5 Methodology In this project, ECG data is employed for aggregation heart disease data. A preprocessing during electrocardiogram (ECG) sampling the fundamental task is to notice and method the R-peaks throughout the ECG signal process there are some difficulties arises owing to the presence of low frequency elements due to patient breathing, irregularity in peaks formation, and, unsteady and to avoid fluctuating data we tend to solely needed high peak worth’s and find only most values by ignoring all alternative minima’s initial condition is to organize the information for mistreatment by the MATLAB within the sort of matrix. The absolute value of 201 samples is taken from MLII data base during which eight are lead data. Ehen the cavity beats are derived we tend to get R-peaks values from the information base in tabular form. Then, we take a hundred samples from the mitt aspect of thought of R-peak known as ventricular beat and 100 samples from manus side from one zero one sample input. Thus, we got the 201 × 1 matrix of sample data which might use by the NNET tool chest of
462
M. Bhatt et al.
MATLAB. A similar method is perennial for any reasonably all inputs whether it is ventricular, fusion, or normal.
5.1 Teaching ECG Arrhythmias Teaching ECG arrhythmias to the neural community. As there are ten extraordinary sorts of arrhythmia are gift then we want to layout 10 extraordinary ANN shape and educate them accordingly. Most important motive of the normalized statistics is used for education the community that it need to be with inside the variety of zero to at least one because the ANN will deliver the output most effective on this form. The accuracy of the method is checked through splitting statistics into education and finally trying out statistics set. When studying is hereafter finished or stopped, the community is evaluated with the statistics this is retrieved from the check statistics set. Again the dataset derived for the specific ANN is split into units, i.e., education set and trying out set.
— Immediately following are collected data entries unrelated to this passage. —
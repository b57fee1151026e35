//! services/api/src/bin/openapi.rs
//!
//! Writes the OpenAPI document of the viewer API (page navigation,
//! annotations, catalogs and export) for client generation.
//!
//! Usage: `openapi [OUTPUT]`, where `OUTPUT` defaults to `openapi.json`.

use api_lib::web::rest::ApiDoc;
use std::path::PathBuf;
use utoipa::OpenApi;

const DEFAULT_OUTPUT: &str = "openapi.json";

fn output_path(mut args: impl Iterator<Item = String>) -> PathBuf {
    args.nth(1)
        .map(PathBuf::from)
        .unwrap_or_else(|| PathBuf::from(DEFAULT_OUTPUT))
}

fn main() -> Result<(), Box<dyn std::error::Error>> {
    let path = output_path(std::env::args());
    let doc = ApiDoc::openapi();
    std::fs::write(&path, doc.to_pretty_json()?)?;
    println!(
        "Wrote {} viewer API routes to {}",
        doc.paths.paths.len(),
        path.display()
    );
    Ok(())
}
If we speak approximately education a neural community, then it is far the technique of putting in the high-quality weights at the synapse of inputs to reduce the mistake rate (Fig. 3). It might be stated as beat-by-beat type is performed at the RR-c program language period sign with the assist of policies described. These policies pave the manner for detecting specific in addition classifications of arrhythmic activities from the RRperiods [11]. An RR-c program language period sliding window is the only in order to classify center sign. The type worries the second one beat of the center RR-c program language period. We may want to classify beats into 4 categories: specifically (Fig. 4)
Raw ECG Data
Train classifier to reduce errors
Test network for unknown data Fig. 3 Initial algorithm
Remove low frequency component
Apply windowed and threshold filter
Input for neural network
36 Modified Method of Diagnosis of Arrhythmia Using ECG Signal …
463
Fig. 4 Proposed algorithm
(1) (2) (3) (4)
Regular sinus beats (N) and 3 arrhythmic ones: Untimely ventricular contractions (PVC), Ventricular flutter/traumatic inflammation (VF) and 28 coronary heart block (BII).
It is believed that the type might be termed as regular if it does now no longer fits with any of the categories. Talking approximately the operating method, this proposed set of rules begins off evolved with the window this is I additionally includes c program language period specifically RR1i, RR2i, and RR3i. The RR2i c program language period could be described and termed because the prori and regular and could be termed as class 1. Now we are able to be describing the following policies in detail. Rule 1: working at the ventricular flutter/traumatic inflammation (that simply classifies the RR-periods from the ventricular flutter/traumatic inflammation episodes those will define—class three). This specific rule is primarily based totally on defining or can say classifying the full episode of VF now no longer simply on unmarried beat. Hence forth, it need to be stored in thoughts that
464
M. Bhatt et al.
If RR2i < RR1i > 1.8 * RR2i) and the length of RR2i is much less than 0.6 s. Ultimately we may want to consider, RR2i because the starting VF episode and transferring in addition with the home windows (i.e., home windows i þ 1, i þ 2,…, i þ n) are tested or want to be identified for 2 conditions: Condition 1: If the c program language period or can say the length lies (RR1k < 0.7 and RR2k < 0.7 and RR3k < 0.7). That will determine certainly that RR intervals with inside the VF episode have excessive frequency. Condition 2: The next situation is whether general window length is much less than 1.7 s (RR1k þ RR2k þ RR3k < 1.7). This situation defines that even any of the RR-periods are not having the intervals much less than 7, however, the general window length is coming in the variety of much less than 0.7 then it is miles taken into consideration as persevering with VF episode and now no longer as separate episodes and additionally if anyone of the situation turns into genuine, then center RR-c program language period of the window is assessed in class three, and while not one of the situation is genuine, actually give up of the VF episode totally. But if we located sequential RR-periods (n) which are been categorized in class three having cost much less than 4, it returns lower back to window i and begin operating with the following rule. As we had been the use of threshold of categorized RR-periods.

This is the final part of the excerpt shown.